Political analyst Abdullah Ismail noted that the extension of the truce will be a "reward" to the Houhis for failing to implement none of its articles.

He said the legitimate authorities should not agree to an extension if serious steps to implement it are not made.

Moreover, he stated that the legitimate authorities have made humanitarian concessions towards the Yemenis, while the Houthis have not been responsive. Rather, they view these concessions as major victories.

"This futile scene should not be repeated during the next truce," he urged.

"The legitimacy should not take another move or agree to the extension without perceiving a clear and real desire - not just empty promises - to implement the truce by the other side," he added.

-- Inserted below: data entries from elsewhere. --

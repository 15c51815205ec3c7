use std::net::SocketAddr;
use std::path::{Path, PathBuf};
use std::{fs, io::Read};

use anyhow::Context;
use clap::{Parser, Subcommand};
use mctl_core::{
    classify, load_policy, ConfigStore, MissionControl, PolicyContext, DEFAULT_ENGINE_HOST,
    DEFAULT_ENGINE_PORT,
};
use mctl_observability::{
    emit_event, init_process_logging, summarize, ObservabilityEvent, ProcessKind, Tracer,
};
use mctl_server::{serve, AppState};
use mctl_types::{OriginChannel, TaskOrigin};
use serde_json::{json, Value};
use tracing::info;
use tracing_appender::non_blocking::WorkerGuard;

const LOG_RETENTION_DAYS: u64 = 14;

#[derive(Parser, Debug)]
#[command(name = "mctl-engine")]
#[command(about = "Mission Control task orchestration engine")]
struct Cli {
    #[command(subcommand)]
    command: Command,
}

#[derive(Subcommand, Debug)]
enum Command {
    /// Run the HTTP/SSE server with background maintenance.
    Serve {
        #[arg(long, alias = "host", default_value = DEFAULT_ENGINE_HOST)]
        hostname: String,
        #[arg(long, default_value_t = DEFAULT_ENGINE_PORT)]
        port: u16,
        #[arg(long, env = "MCTL_STATE_DIR")]
        state_dir: Option<String>,
        #[arg(long)]
        gateway_url: Option<String>,
        #[arg(long)]
        model: Option<String>,
        #[arg(long)]
        api_key: Option<String>,
        /// Role whose APPROVE verdict gates fan-in synthesis.
        #[arg(long)]
        verifier_role: Option<String>,
    },
    /// Classify a hypothetical tool call against the policy file, without a server.
    Classify {
        #[arg(long)]
        tool: String,
        /// JSON arguments, `@path` to read a file, or `-` for stdin.
        #[arg(long, default_value = "{}")]
        args: String,
        #[arg(long, default_value = "ui")]
        channel: String,
        #[arg(long)]
        sender_id: Option<String>,
        #[arg(long)]
        chat_id: Option<String>,
        #[arg(long)]
        policy: Option<PathBuf>,
        #[arg(long, env = "MCTL_STATE_DIR")]
        state_dir: Option<String>,
    },
    /// Aggregate the span log into token totals, failure series and coverage.
    TraceSummary {
        #[arg(long, env = "MCTL_STATE_DIR")]
        state_dir: Option<String>,
    },
    /// Run one zombie and ghost-run sweep.
    Sweep {
        #[arg(long, env = "MCTL_STATE_DIR")]
        state_dir: Option<String>,
        #[arg(long)]
        stale_secs: Option<u64>,
    },
}

#[tokio::main]
async fn main() -> anyhow::Result<()> {
    let cli = Cli::parse();

    match cli.command {
        Command::Serve {
            hostname,
            port,
            state_dir,
            gateway_url,
            model,
            api_key,
            verifier_role,
        } => {
            let state_dir = resolve_state_dir(state_dir);
            let (_log_guard, log_info) = init_process_logging(
                ProcessKind::Engine,
                &state_dir.join("logs"),
                LOG_RETENTION_DAYS,
            )?;
            emit_event(
                tracing::Level::INFO,
                ProcessKind::Engine,
                ObservabilityEvent::new("engine.main", "logging.initialized")
                    .status("ok")
                    .detail("engine jsonl logging initialized"),
            );
            info!("engine logging initialized: {:?}", log_info);

            let addr: SocketAddr = format!("{hostname}:{port}")
                .parse()
                .context("invalid hostname or port")?;
            let overrides = build_cli_overrides(gateway_url, model, api_key, verifier_role, None);
            let config = ConfigStore::new(&state_dir, overrides).await?;
            let mission = match MissionControl::bootstrap(&state_dir, config).await {
                Ok(mission) => mission,
                Err(err) => {
                    let detail = err.to_string();
                    emit_event(
                        tracing::Level::ERROR,
                        ProcessKind::Engine,
                        ObservabilityEvent::new("engine.main", "engine.startup.failed")
                            .status("failed")
                            .error_code("ENGINE_STARTUP_FAILED")
                            .detail(&detail),
                    );
                    return Err(err);
                }
            };
            log_startup_paths(&state_dir, &addr);
            serve(addr, AppState::new(mission)).await?;
        }
        Command::Classify {
            tool,
            args,
            channel,
            sender_id,
            chat_id,
            policy,
            state_dir,
        } => {
            let state_dir = resolve_state_dir(state_dir);
            let _log_guard = init_cli_logging(&state_dir)?;
            let config = ConfigStore::new(&state_dir, None).await?.get().await;
            let policy_path = policy.unwrap_or_else(|| config.policy_path(&state_dir));
            let (rules, source) = load_policy(&policy_path).await;

            let channel: OriginChannel = serde_json::from_value(Value::String(channel.clone()))
                .with_context(|| format!("unknown channel `{channel}`"))?;
            let origin = TaskOrigin {
                channel,
                sender_id,
                chat_id,
                metadata: None,
            };
            let ctx = PolicyContext::new(origin, config.policy.trusted_identities.clone());
            let args = read_json_arg(&args)?;
            let verdict = classify(&tool, &args, &ctx, &rules);
            let output = json!({
                "tool": tool,
                "decision": verdict.decision,
                "reason": verdict.reason,
                "source": source,
                "untrusted": ctx.is_untrusted(),
                "policy_path": policy_path,
            });
            println!("{}", serde_json::to_string_pretty(&output)?);
        }
        Command::TraceSummary { state_dir } => {
            let state_dir = resolve_state_dir(state_dir);
            let _log_guard = init_cli_logging(&state_dir)?;
            let spans = Tracer::in_state_dir(&state_dir).read_spans().await?;
            println!("{}", serde_json::to_string_pretty(&summarize(&spans))?);
        }
        Command::Sweep {
            state_dir,
            stale_secs,
        } => {
            let state_dir = resolve_state_dir(state_dir);
            let _log_guard = init_cli_logging(&state_dir)?;
            let overrides = build_cli_overrides(None, None, None, None, stale_secs);
            let config = ConfigStore::new(&state_dir, overrides).await?;
            let mission = MissionControl::bootstrap(&state_dir, config).await?;
            let report = mission.run_maintenance().await?;
            mission.settle().await;
            println!("{}", serde_json::to_string_pretty(&report)?);
        }
    }

    Ok(())
}

fn init_cli_logging(state_dir: &Path) -> anyhow::Result<WorkerGuard> {
    let (guard, _) =
        init_process_logging(ProcessKind::Cli, &state_dir.join("logs"), LOG_RETENTION_DAYS)?;
    Ok(guard)
}

fn build_cli_overrides(
    gateway_url: Option<String>,
    model: Option<String>,
    api_key: Option<String>,
    verifier_role: Option<String>,
    stale_secs: Option<u64>,
) -> Option<Value> {
    let mut root = serde_json::Map::new();

    let mut peer = serde_json::Map::new();
    if let Some(url) = gateway_url {
        peer.insert("gateway_url".to_string(), Value::String(url));
    }
    if let Some(m) = model {
        peer.insert("model".to_string(), Value::String(m));
    }
    if let Some(k) = api_key {
        peer.insert("api_key".to_string(), Value::String(k));
    }
    if !peer.is_empty() {
        root.insert("peer".to_string(), Value::Object(peer));
    }
    if let Some(role) = verifier_role {
        root.insert("workflow".to_string(), json!({"verifier_role": role}));
    }
    if let Some(secs) = stale_secs {
        root.insert("execution".to_string(), json!({"zombie_stale_secs": secs}));
    }

    if root.is_empty() {
        None
    } else {
        Some(Value::Object(root))
    }
}

fn resolve_state_dir(flag: Option<String>) -> PathBuf {
    if let Some(dir) = flag.filter(|d| !d.trim().is_empty()) {
        return PathBuf::from(dir);
    }
    dirs::data_dir()
        .map(|dir| dir.join("mission-control"))
        .unwrap_or_else(|| PathBuf::from(".mission-control"))
}

fn read_json_arg(input: &str) -> anyhow::Result<Value> {
    if input.trim() == "-" {
        let mut buf = String::new();
        std::io::stdin().read_to_string(&mut buf)?;
        return Ok(serde_json::from_str(&buf)?);
    }
    if let Some(path) = input.strip_prefix('@') {
        let raw = fs::read_to_string(path).with_context(|| format!("failed to read {path}"))?;
        return Ok(serde_json::from_str(&raw)?);
    }
    Ok(serde_json::from_str(input)?)
}

fn log_startup_paths(state_dir: &Path, addr: &SocketAddr) {
    let exe = std::env::current_exe().unwrap_or_else(|_| PathBuf::from("<unknown>"));
    let cwd = std::env::current_dir().unwrap_or_else(|_| PathBuf::from("<unknown>"));
    info!(
        "starting mctl-engine on {addr} (state_dir={}, exe={}, cwd={})",
        state_dir.display(),
        exe.display(),
        cwd.display()
    );
}

#[cfg(test)]
mod tests {
    use super::*;

    #[test]
    fn overrides_are_omitted_when_no_flags_are_set() {
        assert!(build_cli_overrides(None, None, None, None, None).is_none());
    }

    #[test]
    fn overrides_nest_under_their_config_sections() {
        let value = build_cli_overrides(
            Some("http://gateway.local".into()),
            Some("gpt-test".into()),
            None,
            Some("verifier".into()),
            Some(60),
        )
        .expect("overrides");
        assert_eq!(value["peer"]["gateway_url"], "http://gateway.local");
        assert_eq!(value["peer"]["model"], "gpt-test");
        assert!(value["peer"].get("api_key").is_none());
        assert_eq!(value["workflow"]["verifier_role"], "verifier");
        assert_eq!(value["execution"]["zombie_stale_secs"], 60);
    }

    #[test]
    fn json_args_accept_inline_and_file_forms() {
        assert_eq!(
            read_json_arg(r#"{"url": "https://localhost/a"}"#).expect("inline")["url"],
            "https://localhost/a"
        );
        let path = std::env::temp_dir().join(format!("mctl-args-{}.json", std::process::id()));
        fs::write(&path, r#"{"task_id": "t1"}"#).expect("write");
        let value = read_json_arg(&format!("@{}", path.display())).expect("file");
        assert_eq!(value["task_id"], "t1");
        let _ = fs::remove_file(path);
        assert!(read_json_arg("not json").is_err());
    }

    #[test]
    fn explicit_state_dir_wins() {
        assert_eq!(
            resolve_state_dir(Some("/tmp/mctl-state".into())),
            PathBuf::from("/tmp/mctl-state")
        );
    }
}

Head of the Marib-based Al-Belaad Center for Studies Hussein al-Soufi was skeptical that the truce had fulfilled its purpose, citing the daily reports of violations.

He told Asharq Al-Awsat: "This wasn't a real truce. Rockets were being fired against civilians, snipers were active and the Taiz siege hasn't been lifted."

"The ball is now in the legitimate authorities' court. They should adopt a firmer and harsher approach that saves the Yemeni people and sets matters straight, because more concessions give the Houthis further motivation to continue their terrorist practices," he warned.